:: SUPPLIED DATA ::
//! Sandboxed arithmetic formulas of a single variable `t`.
//!
//! A formula is parsed into a small AST whose leaves can only be numbers,
//! the time variable, or one of a fixed set of constants and functions
//! (see [`function_names`] and [`constant_names`]). There is no way to name
//! anything else, so user input can never reach I/O or other side effects.
//!
//! [`evaluate`] is the fail-safe entry point used by the render loop: any
//! parse or runtime failure collapses to `0.0`. [`CachedFormula`] keeps the
//! parsed form around between frames and only re-parses when the text
//! changes.

mod ast;
mod error;
mod lexer;
mod parser;

use std::fmt;
use std::str::FromStr;

pub use error::{EvalError, ParseError};

use ast::{Expr, CONSTANTS, FUNCTIONS};
use parser::Parser;

/// Longest source text accepted by [`Formula::parse`], in bytes.
pub const MAX_SOURCE_LEN: usize = 4096;

/// Value substituted for any formula that cannot be evaluated.
pub const FALLBACK: f64 = 0.0;

/// Parsed, reusable formula.
#[derive(Debug, Clone, PartialEq)]
pub struct Formula {
    source: String,
    root: Expr,
}

impl Formula {
    pub fn parse(source: &str) -> Result<Self, ParseError> {
        if source.len() > MAX_SOURCE_LEN {
            return Err(ParseError::TooLong {
                len: source.len(),
                max: MAX_SOURCE_LEN,
            });
        }
        let tokens = lexer::tokenize(source)?;
        let root = Parser::new(tokens).parse()?;
        Ok(Self {
            source: source.to_string(),
            root,
        })
    }

    pub fn source(&self) -> &str {
        &self.source
    }

    /// Evaluates the formula with `t` bound to the supplied value.
    pub fn eval(&self, t: f64) -> Result<f64, EvalError> {
        self.root.eval(t)
    }

    pub fn eval_or_fallback(&self, t: f64) -> f64 {
        self.eval(t).unwrap_or(FALLBACK)
    }
}

impl FromStr for Formula {
    type Err = ParseError;

    fn from_str(source: &str) -> Result<Self, Self::Err> {
        Self::parse(source)
    }
}

impl fmt::Display for Formula {
    fn fmt(&self, f: &mut fmt::Formatter<'_>) -> fmt::Result {
        f.write_str(&self.source)
    }
}

/// Parses and evaluates `expression` at `t`, returning [`FALLBACK`] on any failure.
pub fn evaluate(expression: &str, t: f64) -> f64 {
    Formula::parse(expression)
        .map(|formula| formula.eval_or_fallback(t))
        .unwrap_or(FALLBACK)
}

/// Names of every callable function, in declaration order.
pub fn function_names() -> impl Iterator<Item = &'static str> {
    FUNCTIONS.iter().map(|function| function.name())
}

/// Names of every named constant.
pub fn constant_names() -> impl Iterator<Item = &'static str> {
    CONSTANTS.iter().map(|(name, _)| *name)
}

/// Memoises the parse of a formula whose text may change between calls.
///
/// Diagnostics are emitted once per distinct source text, so a broken
/// expression left in place does not log every frame.
#[derive(Debug)]
pub struct CachedFormula {
    source: String,
    parsed: Result<Formula, ParseError>,
    runtime_failure_reported: bool,
    label: &'static str,
}

impl CachedFormula {
    pub fn new(label: &'static str) -> Self {
        Self {
            source: String::new(),
            parsed: Err(ParseError::Empty),
            runtime_failure_reported: false,
            label,
        }
    }

    /// Re-parses only when `source` differs from the cached text.
    pub fn update(&mut self, source: &str) {
        if source == self.source {
            return;
        }
        self.source.clear();
        self.source.push_str(source);
        self.runtime_failure_reported = false;
        self.parsed = Formula::parse(source);
        if let Err(err) = &self.parsed {
            tracing::warn!(
                entry = self.label,
                expression = source,
                error = %err,
                "expression rejected; using {FALLBACK} until it is corrected"
            );
        }
    }

    pub fn evaluate(&mut self, source: &str, t: f64) -> f64 {
        self.update(source);
        let formula = match &self.parsed {
            Ok(formula) => formula,
            Err(_) => return FALLBACK,
        };
        match formula.eval(t) {
            Ok(value) => value,
            Err(err) => {
                if !self.runtime_failure_reported {
                    self.runtime_failure_reported = true;
                    tracing::debug!(
                        entry = self.label,
                        expression = formula.source(),
                        t,
                        error = %err,
                        "expression failed to evaluate; using {FALLBACK}"
                    );
                }
                FALLBACK
            }
        }
    }

    pub fn source(&self) -> &str {
        &self.source
    }

    pub fn error(&self) -> Option<&ParseError> {
        self.parsed.as_ref().err()
    }
}

#[cfg(test)]
mod tests {
    use super::*;
    use std::f64::consts::{FRAC_PI_2, PI};

    #[test]
    fn evaluates_time_and_trig() {
        assert_eq!(evaluate("t", 2.5), 2.5);
        assert!((evaluate("cos(t)", 0.0) - 1.0).abs() < 1e-12);
        assert!((evaluate("-sin(t)", FRAC_PI_2) + 1.0).abs() < 1e-12);
        assert!((evaluate("math.sin(t)", FRAC_PI_2) - 1.0).abs() < 1e-12);
    }

    #[test]
    fn failures_fall_back_to_zero() {
        assert_eq!(evaluate("1/0", 1.0), 0.0);
        assert_eq!(evaluate("1 % (t - 1)", 1.0), 0.0);
        assert_eq!(evaluate("__import__('os')", 1.0), 0.0);
        assert_eq!(evaluate("", 1.0), 0.0);
        assert_eq!(evaluate("   ", 1.0), 0.0);
        assert_eq!(evaluate("sqrt(-1)", 1.0), 0.0);
        assert_eq!(evaluate("exp(1000)", 1.0), 0.0);
        assert_eq!(evaluate("sin(", 1.0), 0.0);
    }

    #[test]
    fn constants_are_available() {
        assert!((evaluate("pi", 0.0) - PI).abs() < 1e-12);
        assert!((evaluate("2*e", 0.0) - 2.0 * std::f64::consts::E).abs() < 1e-12);
        assert!((evaluate("tau/2", 0.0) - PI).abs() < 1e-12);
    }

    #[test]
    fn oversized_input_is_rejected() {
        let source = "1+".repeat(MAX_SOURCE_LEN) + "1";
        assert!(matches!(
            Formula::parse(&source),
            Err(ParseError::TooLong { .. })
        ));
        assert_eq!(evaluate(&source, 0.0), 0.0);
    }

    #[test]
    fn formula_round_trips_source_text() {
        let formula: Formula = "0.5 * cos(2*t)".parse().unwrap();
        assert_eq!(formula.to_string(), "0.5 * cos(2*t)");
        assert!((formula.eval(0.0).unwrap() - 0.5).abs() < 1e-12);
    }

    #[test]
    fn cached_formula_reparses_only_on_change() {
        let mut cached = CachedFormula::new("a");
        assert_eq!(cached.evaluate("2*t", 3.0), 6.0);
        assert_eq!(cached.source(), "2*t");
        assert!(cached.error().is_none());

        assert_eq!(cached.evaluate("2*", 3.0), 0.0);
        assert_eq!(cached.error(), Some(&ParseError::UnexpectedEnd));

        assert_eq!(cached.evaluate("t/(t-1)", 1.0), 0.0);
        assert!(cached.error().is_none());
        assert_eq!(cached.evaluate("t/(t-1)", 2.0), 2.0);
    }

    #[test]
    fn fresh_cache_reports_empty_expression() {
        let mut cached = CachedFormula::new("b");
        assert_eq!(cached.evaluate("", 1.0), 0.0);
        assert_eq!(cached.error(), Some(&ParseError::Empty));
    }

    #[test]
    fn namespace_lists_are_populated() {
        let functions: Vec<_> = function_names().collect();
        assert!(functions.contains(&"sin"));
        assert!(functions.contains(&"sqrt"));
        assert!(functions.contains(&"abs"));
        let constants: Vec<_> = constant_names().collect();
        assert_eq!(constants, vec!["pi", "e", "tau"]);
    }
}
use crate::ast::{BinaryOp, Expr, Function, CONSTANTS};
use crate::error::ParseError;
use crate::lexer::{Spanned, Token};

/// Upper bound on nested unary operators, parentheses, and calls.
pub(crate) const MAX_DEPTH: usize = 64;

/// Formulas may spell names with this qualifier, e.g. `math.cos(t)`.
const QUALIFIER: &str = "math.";

/// Recursive-descent parser over the token stream.
///
/// ```text
///   expr    := term (('+' | '-') term)*
///   term    := unary (('*' | '/' | '%') unary)*
///   unary   := ('+' | '-') unary | power
///   power   := primary ('^' unary)?
///   primary := NUMBER | NAME | NAME '(' args ')' | '(' expr ')'
/// ```
pub(crate) struct Parser {
    tokens: Vec<Spanned>,
    pos: usize,
    depth: usize,
}

impl Parser {
    pub(crate) fn new(tokens: Vec<Spanned>) -> Self {
        Self {
            tokens,
            pos: 0,
            depth: 0,
        }
    }

    pub(crate) fn parse(mut self) -> Result<Expr, ParseError> {
        if self.tokens.is_empty() {
            return Err(ParseError::Empty);
        }
        let expr = self.expr()?;
        match self.tokens.get(self.pos) {
            None => Ok(expr),
            Some((offset, token)) => Err(ParseError::UnexpectedToken {
                found: token.describe(),
                offset: *offset,
            }),
        }
    }

    fn peek(&self) -> Option<&Token> {
        self.tokens.get(self.pos).map(|(_, token)| token)
    }

    fn next(&mut self) -> Result<Spanned, ParseError> {
        let spanned = self
            .tokens
            .get(self.pos)
            .cloned()
            .ok_or(ParseError::UnexpectedEnd)?;
        self.pos += 1;
        Ok(spanned)
    }

    fn expect(&mut self, expected: Token) -> Result<(), ParseError> {
        let (offset, token) = self.next()?;
        if token == expected {
            Ok(())
        } else {
            Err(ParseError::UnexpectedToken {
                found: token.describe(),
                offset,
            })
        }
    }

    fn descend(&mut self) -> Result<(), ParseError> {
        self.depth += 1;
        if self.depth > MAX_DEPTH {
            Err(ParseError::TooDeep { max: MAX_DEPTH })
        } else {
            Ok(())
        }
    }

    fn ascend(&mut self) {
        self.depth -= 1;
    }

    fn expr(&mut self) -> Result<Expr, ParseError> {
        let mut lhs = self.term()?;
        loop {
            let op = match self.peek() {
                Some(Token::Plus) => BinaryOp::Add,
                Some(Token::Minus) => BinaryOp::Sub,
                _ => return Ok(lhs),
            };
            self.pos += 1;
            let rhs = self.term()?;
            lhs = Expr::Binary(op, Box::new(lhs), Box::new(rhs));
        }
    }

    fn term(&mut self) -> Result<Expr, ParseError> {
        let mut lhs = self.unary()?;
        loop {
            let op = match self.peek() {
                Some(Token::Star) => BinaryOp::Mul,
                Some(Token::Slash) => BinaryOp::Div,
                Some(Token::Percent) => BinaryOp::Rem,
                _ => return Ok(lhs),
            };
            self.pos += 1;
            let rhs = self.unary()?;
            lhs = Expr::Binary(op, Box::new(lhs), Box::new(rhs));
        }
    }

    fn unary(&mut self) -> Result<Expr, ParseError> {
        match self.peek() {
            Some(Token::Minus) => {
                self.pos += 1;
                self.descend()?;
                let inner = self.unary()?;
                self.ascend();
                Ok(Expr::Neg(Box::new(inner)))
            }
            Some(Token::Plus) => {
                self.pos += 1;
                self.descend()?;
                let inner = self.unary()?;
                self.ascend();
                Ok(inner)
            }
            _ => self.power(),
        }
    }

    fn power(&mut self) -> Result<Expr, ParseError> {
        let base = self.primary()?;
        if matches!(self.peek(), Some(Token::Caret)) {
            self.pos += 1;
            self.descend()?;
            let exponent = self.unary()?;
            self.ascend();
            return Ok(Expr::Binary(
                BinaryOp::Pow,
                Box::new(base),
                Box::new(exponent),
            ));
        }
        Ok(base)
    }

    fn primary(&mut self) -> Result<Expr, ParseError> {
        let (offset, token) = self.next()?;
        match token {
            Token::Number(value) => Ok(Expr::Number(value)),
            Token::LParen => {
                self.descend()?;
                let inner = self.expr()?;
                self.ascend();
                self.expect(Token::RParen)?;
                Ok(inner)
            }
            Token::Ident(name) => self.name(name),
            other => Err(ParseError::UnexpectedToken {
                found: other.describe(),
                offset,
            }),
        }
    }

    fn name(&mut self, raw: String) -> Result<Expr, ParseError> {
        let name = raw.strip_prefix(QUALIFIER).unwrap_or(&raw);
        if name.contains('.') {
            return Err(ParseError::UnknownName(raw));
        }
        let is_call = matches!(self.peek(), Some(Token::LParen));

        if let Some(function) = Function::lookup(name) {
            if !is_call {
                return Err(ParseError::MissingCall(function.name().to_string()));
            }
            self.pos += 1;
            self.descend()?;
            let args = self.arguments()?;
            self.ascend();
            let (min, max) = function.arity();
            if args.len() < min || max.is_some_and(|max| args.len() > max) {
                return Err(ParseError::Arity {
                    name: function.name(),
                    expected: function.describe_arity(),
                    found: args.len(),
                });
            }
            return Ok(Expr::Call(function, args));
        }

        let value = if name == "t" {
            Some(Expr::Time)
        } else {
            CONSTANTS
                .iter()
                .find(|(constant, _)| *constant == name)
                .map(|(_, value)| Expr::Number(*value))
        };

        match value {
            Some(_) if is_call => Err(ParseError::NotAFunction(name.to_string())),
            Some(expr) => Ok(expr),
            None => Err(ParseError::UnknownName(raw)),
        }
    }

    /// Parses a comma separated list; the opening parenthesis is already consumed.
    fn arguments(&mut self) -> Result<Vec<Expr>, ParseError> {
        let mut args = Vec::new();
        if matches!(self.peek(), Some(Token::RParen)) {
            self.pos += 1;
            return Ok(args);
        }
        loop {
            args.push(self.expr()?);
            let (offset, token) = self.next()?;
            match token {
                Token::Comma => continue,
                Token::RParen => return Ok(args),
                other => {
                    return Err(ParseError::UnexpectedToken {
                        found: other.describe(),
                        offset,
                    })
                }
            }
        }
    }
}
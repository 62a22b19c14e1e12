use std::sync::Arc;
use std::thread::{self, JoinHandle};
use std::time::Instant;

use anyhow::{anyhow, Result};
use crossbeam_channel::{bounded, unbounded, Receiver, Sender};
use winit::dpi::PhysicalSize;
use winit::event::{ElementState, Event, KeyEvent, WindowEvent};
use winit::event_loop::{ControlFlow, EventLoopBuilder, EventLoopProxy};
use winit::keyboard::{Key, NamedKey};
use winit::window::{Window, WindowBuilder};

use tracing::{error, info, warn};

use crate::control::SharedControlState;
use crate::frame::{FormulaEvaluator, FramePlan, Iteration, RenderLoop};
use crate::gpu::GpuState;
use crate::types::RendererConfig;

/// Window keys that map onto control commands.
#[derive(Debug, Clone, Copy, PartialEq, Eq)]
pub enum Shortcut {
    TogglePause,
    ToggleGrid,
    ToggleArrow,
    ResetTime,
}

impl Shortcut {
    /// Maps a single typed character; case-insensitive.
    pub fn from_character(value: &str) -> Option<Self> {
        let mut chars = value.chars();
        let ch = chars.next()?;
        if chars.next().is_some() {
            return None;
        }
        match ch.to_ascii_lowercase() {
            ' ' => Some(Self::TogglePause),
            'g' => Some(Self::ToggleGrid),
            'v' => Some(Self::ToggleArrow),
            'r' => Some(Self::ResetTime),
            _ => None,
        }
    }
}

/// Notifications from the render thread to whoever owns the runtime.
#[derive(Debug, Clone, Copy, PartialEq, Eq)]
pub enum WindowSignal {
    /// A shortcut key was pressed; the receiver decides what it changes.
    Key(Shortcut),
    /// The render loop has terminated and GPU resources are released.
    Closed,
}

#[derive(Debug, Clone)]
enum WindowCommand {
    Shutdown,
}

enum KeyAction {
    Forward(Shortcut),
    Close,
}

fn key_action(event: &KeyEvent) -> Option<KeyAction> {
    if event.state != ElementState::Pressed || event.repeat {
        return None;
    }
    match &event.logical_key {
        Key::Named(NamedKey::Escape) => Some(KeyAction::Close),
        Key::Named(NamedKey::Space) => Some(KeyAction::Forward(Shortcut::TogglePause)),
        Key::Character(value) => Shortcut::from_character(value.as_str()).map(KeyAction::Forward),
        _ => None,
    }
}

/// Handle to the window thread. The thread owns the window, the GPU state
/// and the render loop; it only reads the shared control state.
pub struct WindowRuntime {
    proxy: EventLoopProxy<WindowCommand>,
    signals: Receiver<WindowSignal>,
    join_handle: Option<JoinHandle<Result<()>>>,
}

impl WindowRuntime {
    /// Spawns the window thread and blocks until its GPU set-up finishes.
    /// Set-up failures are returned here rather than left in the thread.
    pub fn spawn(config: RendererConfig, state: Arc<SharedControlState>) -> Result<Self> {
        let (ready_tx, ready_rx) = bounded(1);
        let (signal_tx, signal_rx) = unbounded();
        let handle = thread::Builder::new()
            .name("lintrans-window".into())
            .spawn(move || run_window_thread(config, state, ready_tx, signal_tx))
            .map_err(|err| anyhow!("failed to spawn window thread: {err}"))?;

        let proxy = match ready_rx.recv() {
            Ok(Ok(proxy)) => proxy,
            Ok(Err(err)) => {
                let _ = handle.join();
                return Err(err);
            }
            Err(_) => {
                return Err(match handle.join() {
                    Ok(Err(err)) => err.context("window thread failed to initialise"),
                    Ok(Ok(())) => anyhow!("window thread exited before signalling readiness"),
                    Err(panic) => anyhow!("window thread panicked: {panic:?}"),
                });
            }
        };

        Ok(Self {
            proxy,
            signals: signal_rx,
            join_handle: Some(handle),
        })
    }

    /// Shortcut and lifecycle notifications; suitable for `select!`.
    pub fn signals(&self) -> &Receiver<WindowSignal> {
        &self.signals
    }

    /// Asks the render loop to close and waits for the thread to finish.
    pub fn shutdown(mut self) -> Result<()> {
        if let Some(handle) = self.join_handle.take() {
            let _ = self.proxy.send_event(WindowCommand::Shutdown);
            handle
                .join()
                .map_err(|err| anyhow!("window thread panicked: {err:?}"))??;
        }
        Ok(())
    }
}

impl Drop for WindowRuntime {
    fn drop(&mut self) {
        if let Some(handle) = self.join_handle.take() {
            let _ = self.proxy.send_event(WindowCommand::Shutdown);
            let _ = handle.join();
        }
    }
}

/// Field order matters: the surface in `gpu` must drop before `window`.
struct WindowState {
    gpu: GpuState,
    window: Arc<Window>,
    render_loop: RenderLoop<FormulaEvaluator>,
    pending: Option<FramePlan>,
    close_requested: bool,
}

impl WindowState {
    fn new(window: Arc<Window>, config: &RendererConfig) -> Result<Self> {
        let gpu = GpuState::new(window.as_ref(), window.inner_size(), config)?;
        Ok(Self {
            gpu,
            window,
            render_loop: RenderLoop::new(FormulaEvaluator::new(), config.palette),
            pending: None,
            close_requested: false,
        })
    }

    /// Draws the freshly planned frame, or repaints the last one (resize or
    /// expose while paused). Returns `false` when the loop must stop.
    fn redraw(&mut self) -> bool {
        let plan = match self.pending.take() {
            Some(plan) => plan,
            None => match self.render_loop.last_plan() {
                Some(plan) => plan.clone(),
                None => return true,
            },
        };
        match self.gpu.render(&plan) {
            Ok(()) => true,
            Err(wgpu::SurfaceError::Lost | wgpu::SurfaceError::Outdated) => {
                self.gpu.reconfigure();
                true
            }
            Err(wgpu::SurfaceError::OutOfMemory) => {
                error!("surface out of memory; closing window");
                false
            }
            Err(wgpu::SurfaceError::Timeout) => {
                warn!("surface timeout; retrying next frame");
                true
            }
            Err(other) => {
                warn!("surface error: {other:?}; retrying next frame");
                true
            }
        }
    }
}

fn run_window_thread(
    config: RendererConfig,
    control: Arc<SharedControlState>,
    ready_tx: Sender<Result<EventLoopProxy<WindowCommand>>>,
    signal_tx: Sender<WindowSignal>,
) -> Result<()> {
    let mut builder = EventLoopBuilder::<WindowCommand>::with_user_event();
    #[cfg(any(target_os = "linux", target_os = "android"))]
    {
        use winit::platform::wayland::EventLoopBuilderExtWayland;
        EventLoopBuilderExtWayland::with_any_thread(&mut builder, true);
    }

    #[cfg(any(
        target_os = "freebsd",
        target_os = "openbsd",
        target_os = "netbsd",
        target_os = "dragonfly"
    ))]
    {
        use winit::platform::x11::EventLoopBuilderExtX11;
        EventLoopBuilderExtX11::with_any_thread(&mut builder, true);
    }

    let event_loop = match builder.build() {
        Ok(event_loop) => event_loop,
        Err(err) => {
            let _ = ready_tx.send(Err(anyhow!("failed to create event loop: {err}")));
            return Ok(());
        }
    };
    let proxy = event_loop.create_proxy();

    let window_size = PhysicalSize::new(config.surface_size.0, config.surface_size.1);
    let window = match WindowBuilder::new()
        .with_title(config.title.as_str())
        .with_inner_size(window_size)
        .build(&event_loop)
    {
        Ok(window) => Arc::new(window),
        Err(err) => {
            let _ = ready_tx.send(Err(anyhow!("failed to create window: {err}")));
            return Ok(());
        }
    };

    let mut state = match WindowState::new(window, &config) {
        Ok(state) => state,
        Err(err) => {
            let _ = ready_tx.send(Err(err.context("failed to initialise window renderer")));
            return Ok(());
        }
    };

    state.render_loop.start();
    let _ = ready_tx.send(Ok(proxy));

    let run_result = event_loop.run(move |event, elwt| match event {
        Event::UserEvent(WindowCommand::Shutdown) => state.close_requested = true,
        Event::WindowEvent { window_id, event } if window_id == state.window.id() => match event {
            WindowEvent::CloseRequested | WindowEvent::Destroyed => {
                state.close_requested = true;
            }
            WindowEvent::KeyboardInput { event, .. } => match key_action(&event) {
                Some(KeyAction::Close) => state.close_requested = true,
                Some(KeyAction::Forward(shortcut)) => {
                    let _ = signal_tx.send(WindowSignal::Key(shortcut));
                }
                None => {}
            },
            WindowEvent::Resized(new_size) => {
                state.gpu.resize(new_size);
                state.window.request_redraw();
            }
            WindowEvent::ScaleFactorChanged {
                mut inner_size_writer,
                ..
            } => {
                let _ = inner_size_writer.request_inner_size(state.gpu.size());
            }
            WindowEvent::RedrawRequested => {
                if !state.redraw() {
                    state.close_requested = true;
                }
            }
            _ => {}
        },
        Event::AboutToWait => match state.render_loop.iterate(&control, state.close_requested) {
            Iteration::Render(plan) => {
                tracing::trace!(t = plan.t, entries = ?plan.entries, "frame planned");
                state.pending = Some(plan);
                state.window.request_redraw();
                elwt.set_control_flow(ControlFlow::Wait);
            }
            Iteration::Idle(interval) => {
                elwt.set_control_flow(ControlFlow::WaitUntil(Instant::now() + interval));
            }
            Iteration::Close => {
                state.render_loop.finish();
                elwt.exit();
            }
        },
        Event::LoopExiting => {
            info!(frames = state.render_loop.frames(), "window closed");
            let _ = signal_tx.send(WindowSignal::Closed);
        }
        _ => {}
    });

    run_result.map_err(|err| anyhow!("window event loop error: {err}"))
}

#[cfg(test)]
mod tests {
    use super::*;

    #[test]
    fn shortcut_letters_are_case_insensitive() {
        assert_eq!(Shortcut::from_character("g"), Some(Shortcut::ToggleGrid));
        assert_eq!(Shortcut::from_character("G"), Some(Shortcut::ToggleGrid));
        assert_eq!(Shortcut::from_character("V"), Some(Shortcut::ToggleArrow));
        assert_eq!(Shortcut::from_character("r"), Some(Shortcut::ResetTime));
    }

    #[test]
    fn space_character_toggles_pause() {
        assert_eq!(Shortcut::from_character(" "), Some(Shortcut::TogglePause));
    }

    #[test]
    fn other_characters_are_ignored() {
        assert_eq!(Shortcut::from_character("x"), None);
        assert_eq!(Shortcut::from_character("gg"), None);
        assert_eq!(Shortcut::from_character(""), None);
    }
}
:::
**DIRECTIONS**
Search the data above for the word "elwt". Copy each line it is in.

**OUTPUT OF THE TASK**
    let run_result = event_loop.run(move |event, elwt| match event {
                elwt.set_control_flow(ControlFlow::Wait);
                elwt.set_control_flow(ControlFlow::WaitUntil(Instant::now() + interval));
                elwt.exit();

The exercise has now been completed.